== TRY IT ==
Spot each line in the data below containing "EnvelopeSchema" and copy it.

== Collected data entries ==
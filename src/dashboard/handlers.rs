use axum::{extract::State, routing::post, Router};
use time::OffsetDateTime;
use tracing::{error, instrument};

use super::services::{self, Statistics};
use crate::{
    error::{operation_failed, ApiError, Envelope, EnvelopeSchema, Success},
    state::AppState,
    users::dto::PublicUser,
};

pub fn dashboard_routes() -> Router<AppState> {
    Router::new()
        .route("/dashboard/users", post(list_users))
        .route("/dashboard/statistics", post(statistics))
}

#[utoipa::path(
    post,
    path = "/dashboard/users",
    tag = "dashboard",
    security(("bearer" = [])),
    responses((status = 200, description = "Every registered user", body = EnvelopeSchema))
)]
#[instrument(skip(state))]
pub async fn list_users(
    State(state): State<AppState>,
) -> Result<Envelope<Vec<PublicUser>>, ApiError> {
    let users = state.users.list().await.map_err(|e| {
        error!(error = %e, "listing users failed");
        ApiError::UserNotFound
    })?;
    let users = users.into_iter().map(PublicUser::from).collect();
    Ok(Envelope::success(Success::Operation, Some(users)))
}

#[utoipa::path(
    post,
    path = "/dashboard/statistics",
    tag = "dashboard",
    security(("bearer" = [])),
    responses((status = 200, description = "`data` holds the counters", body = EnvelopeSchema))
)]
#[instrument(skip(state))]
pub async fn statistics(State(state): State<AppState>) -> Result<Envelope<Statistics>, ApiError> {
    let stats = services::statistics(&state, OffsetDateTime::now_utc())
        .await
        .map_err(operation_failed)?;
    Ok(Envelope::success(Success::Operation, Some(stats)))
}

== FINISHED TASK ==
    error::{operation_failed, ApiError, Envelope, EnvelopeSchema, Success},
    responses((status = 200, description = "Every registered user", body = EnvelopeSchema))
    responses((status = 200, description = "`data` holds the counters", body = EnvelopeSchema))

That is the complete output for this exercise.